When surgery comes up: the right questions
Surgery for spondylosis is not commonly needed, and most people who get an MRI saying "spondylosis" are not surgical candidates. The specific indications are:
- Progressive neurological deficit: muscle weakness that is getting objectively worse, not just painful
- Cord compression producing myelopathy (clumsy hands, gait problems, bowel or bladder dysfunction)
- Pain that has not responded to 6-12 months of structured conservative care and significantly limits function
If you are being recommended surgery for "bone spurs" or "spondylosis" without those specific criteria being clearly present, a second opinion is worth getting. Surgery changes the mechanical structure of the spine permanently, and the outcomes for degenerative conditions are not universally positive. Many patients who were told surgery was their only option have responded well to a structured conservative program and avoided it. In our experience across 23 years in practice, conservative care is the right first step in the vast majority of spondylosis cases.
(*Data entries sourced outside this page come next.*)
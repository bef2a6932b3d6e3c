//! Local store implementations.

#[cfg(feature = "memory")]
pub mod memory;

#[cfg(feature = "sqlite")]
pub mod sqlite;

#[cfg(feature = "memory")]
pub use memory::MemoryStore;

#[cfg(feature = "sqlite")]
pub use sqlite::SqliteStore;
//! In-memory scripted driver.

use std::{
    collections::HashMap,
    sync::{Arc, Mutex, PoisonError},
};

use async_trait::async_trait;
use futures::{Stream, StreamExt, stream};
use telemetry_mirror_core::{
    CallSyntax, DriverError, RawRow, RemoteConnection, RemoteDriver, RowStream, Statement,
};

/// Failure a scripted statement reports.
#[derive(Debug, Clone, Copy, PartialEq, Eq)]
pub enum ScriptedFailure {
    Query,
    Decode,
    UnsupportedParameter,
    Closed,
}

impl ScriptedFailure {
    fn to_error(self, sql: &str) -> DriverError {
        match self {
            Self::Query => DriverError::Query(format!("scripted failure in {sql}")),
            Self::Decode => DriverError::Decode(format!("scripted bad column in {sql}")),
            Self::UnsupportedParameter => {
                DriverError::UnsupportedParameter(format!("scripted bind failure in {sql}"))
            }
            Self::Closed => DriverError::Closed,
        }
    }
}

/// What executing a statement produces.
#[derive(Debug, Clone)]
pub enum ScriptedResult {
    /// A complete result set.
    Rows(Vec<RawRow>),
    /// Execution itself fails.
    Error(ScriptedFailure),
    /// Some rows, then a fetch failure.
    RowsThenError(Vec<RawRow>, ScriptedFailure),
    /// Some rows, then the fetch never finishes.
    RowsThenHang(Vec<RawRow>),
    /// Execution never returns.
    Hang,
}

/// What the driver observed, for assertions.
#[derive(Debug, Clone, Default)]
pub struct ScriptLog {
    pub connects: usize,
    pub executed: Vec<Statement>,
    pub closed: usize,
}

/// Driver that replays scripted results keyed by statement SQL.
///
/// Statements without a script produce an empty result set. Clones share
/// one `ScriptLog`.
#[derive(Debug, Clone, Default)]
pub struct ScriptedDriver {
    results: HashMap<String, ScriptedResult>,
    syntax: CallSyntax,
    fail_connect: bool,
    fail_close: bool,
    log: Arc<Mutex<ScriptLog>>,
}

impl ScriptedDriver {
    /// Create a driver with no scripted statements.
    #[must_use]
    pub fn new() -> Self {
        Self::default()
    }

    /// Script the result for a statement.
    #[must_use]
    pub fn on(mut self, sql: impl Into<String>, result: ScriptedResult) -> Self {
        self.results.insert(sql.into(), result);
        self
    }

    /// Use a different call spelling.
    #[must_use]
    pub fn with_call_syntax(mut self, syntax: CallSyntax) -> Self {
        self.syntax = syntax;
        self
    }

    /// Fail every connection attempt.
    #[must_use]
    pub fn failing_connect(mut self) -> Self {
        self.fail_connect = true;
        self
    }

    /// Fail every connection close.
    #[must_use]
    pub fn failing_close(mut self) -> Self {
        self.fail_close = true;
        self
    }

    /// Snapshot of what the driver has seen so far.
    #[must_use]
    pub fn log(&self) -> ScriptLog {
        record(&self.log, |log| log.clone())
    }
}

fn record<R>(log: &Mutex<ScriptLog>, f: impl FnOnce(&mut ScriptLog) -> R) -> R {
    f(&mut log.lock().unwrap_or_else(PoisonError::into_inner))
}

#[async_trait]
impl RemoteDriver for ScriptedDriver {
    async fn connect(&self, target: &str) -> Result<Box<dyn RemoteConnection>, DriverError> {
        record(&self.log, |log| log.connects += 1);
        if self.fail_connect {
            return Err(DriverError::Connect(format!("scripted refusal for {target}")));
        }
        Ok(Box::new(ScriptedConnection {
            results: self.results.clone(),
            syntax: self.syntax,
            fail_close: self.fail_close,
            log: Arc::clone(&self.log),
        }))
    }
}

struct ScriptedConnection {
    results: HashMap<String, ScriptedResult>,
    syntax: CallSyntax,
    fail_close: bool,
    log: Arc<Mutex<ScriptLog>>,
}

fn rows_stream(rows: Vec<RawRow>) -> impl Stream<Item = Result<RawRow, DriverError>> + Send {
    stream::iter(rows.into_iter().map(Ok::<RawRow, DriverError>))
}

#[async_trait]
impl RemoteConnection for ScriptedConnection {
    fn call_syntax(&self) -> CallSyntax {
        self.syntax
    }

    async fn execute<'a>(
        &'a mut self,
        statement: &'a Statement,
    ) -> Result<RowStream<'a>, DriverError> {
        record(&self.log, |log| log.executed.push(statement.clone()));
        let result = self
            .results
            .get(&statement.sql)
            .cloned()
            .unwrap_or(ScriptedResult::Rows(Vec::new()));

        let sql = statement.sql.as_str();
        match result {
            ScriptedResult::Rows(rows) => Ok(rows_stream(rows).boxed()),
            ScriptedResult::Error(failure) => Err(failure.to_error(sql)),
            ScriptedResult::RowsThenError(rows, failure) => Ok(rows_stream(rows)
                .chain(stream::once(async move { Err(failure.to_error(sql)) }))
                .boxed()),
            ScriptedResult::RowsThenHang(rows) => {
                Ok(rows_stream(rows).chain(stream::pending()).boxed())
            }
            ScriptedResult::Hang => futures::future::pending().await,
        }
    }

    async fn close(&mut self) -> Result<(), DriverError> {
        record(&self.log, |log| log.closed += 1);
        if self.fail_close {
            return Err(DriverError::Query("scripted close failure".to_string()));
        }
        Ok(())
    }
}

/// Build a raw row from `(column, value)` pairs.
#[must_use]
pub fn raw_row(columns: &[(&str, Option<&str>)]) -> RawRow {
    columns
        .iter()
        .map(|(name, value)| ((*name).to_string(), value.map(str::to_string)))
        .collect()
}
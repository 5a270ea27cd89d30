//! Link manager API endpoints

use axum::{extract::State, routing::get, Router};

use crate::api::error::{ApiError, ApiJson};
use crate::api::responses::ApiResponse;
use crate::api::state::AppState;
use crate::models::Link;

pub fn router() -> Router<AppState> {
    Router::new().route("/links", get(list_links).post(create_link))
}

async fn list_links(State(state): State<AppState>) -> Result<ApiResponse, ApiError> {
    let links = state.link_service.list().await?;
    ApiResponse::ok().with_data("links", &links)
}

async fn create_link(
    State(state): State<AppState>,
    ApiJson(link): ApiJson<Link>,
) -> Result<ApiResponse, ApiError> {
    let link = state.link_service.create(link).await?;
    ApiResponse::ok()
        .with_message("Link created successfully")
        .with_data("link", &link)
}
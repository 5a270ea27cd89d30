//! Blockpress - a block-based page builder CMS backend
//!
//! This library provides the HTTP API, the data models and the service and
//! repository layers of the Blockpress CMS.

pub mod api;
pub mod config;
pub mod db;
pub mod models;
pub mod services;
What we look for at Spine and Wellness Center
When a patient in our Lakewood Ranch office brings in an MRI that says "multilevel spondylotic changes" or "moderately severe cervical spondylosis," the first thing we do is separate the structural findings from the actual clinical picture. Range of motion: what moves freely and what is restricted, and where does pain occur with motion? Neurological screening: are there any motor or sensory deficits consistent with root involvement? Functional history: what can you not do that you want to do?
That clinical picture, not just the imaging, is what guides the care plan. Structural findings and symptoms often do not match exactly. Some patients with severe imaging findings have mild symptoms; some with modest findings are significantly limited. Treatment follows the clinical reality, not just the MRI report.
We also keep an eye on progression. Spondylosis is not static. A patient who does well with periodic maintenance care and stays active typically progresses more slowly than one who does nothing and becomes sedentary. Earlier conservative care, when the changes are moderate rather than severe, consistently produces better outcomes in our experience, because there is more to work with mechanically before the degenerative cascade advances.
If you are in Lakewood Ranch, Bradenton, or Sarasota and you have been diagnosed with spondylosis, or you have chronic spinal stiffness and aching that you have been told is "just wear and tear," an evaluation is a reasonable next step. Call us at (727) 213-2982 or book online below.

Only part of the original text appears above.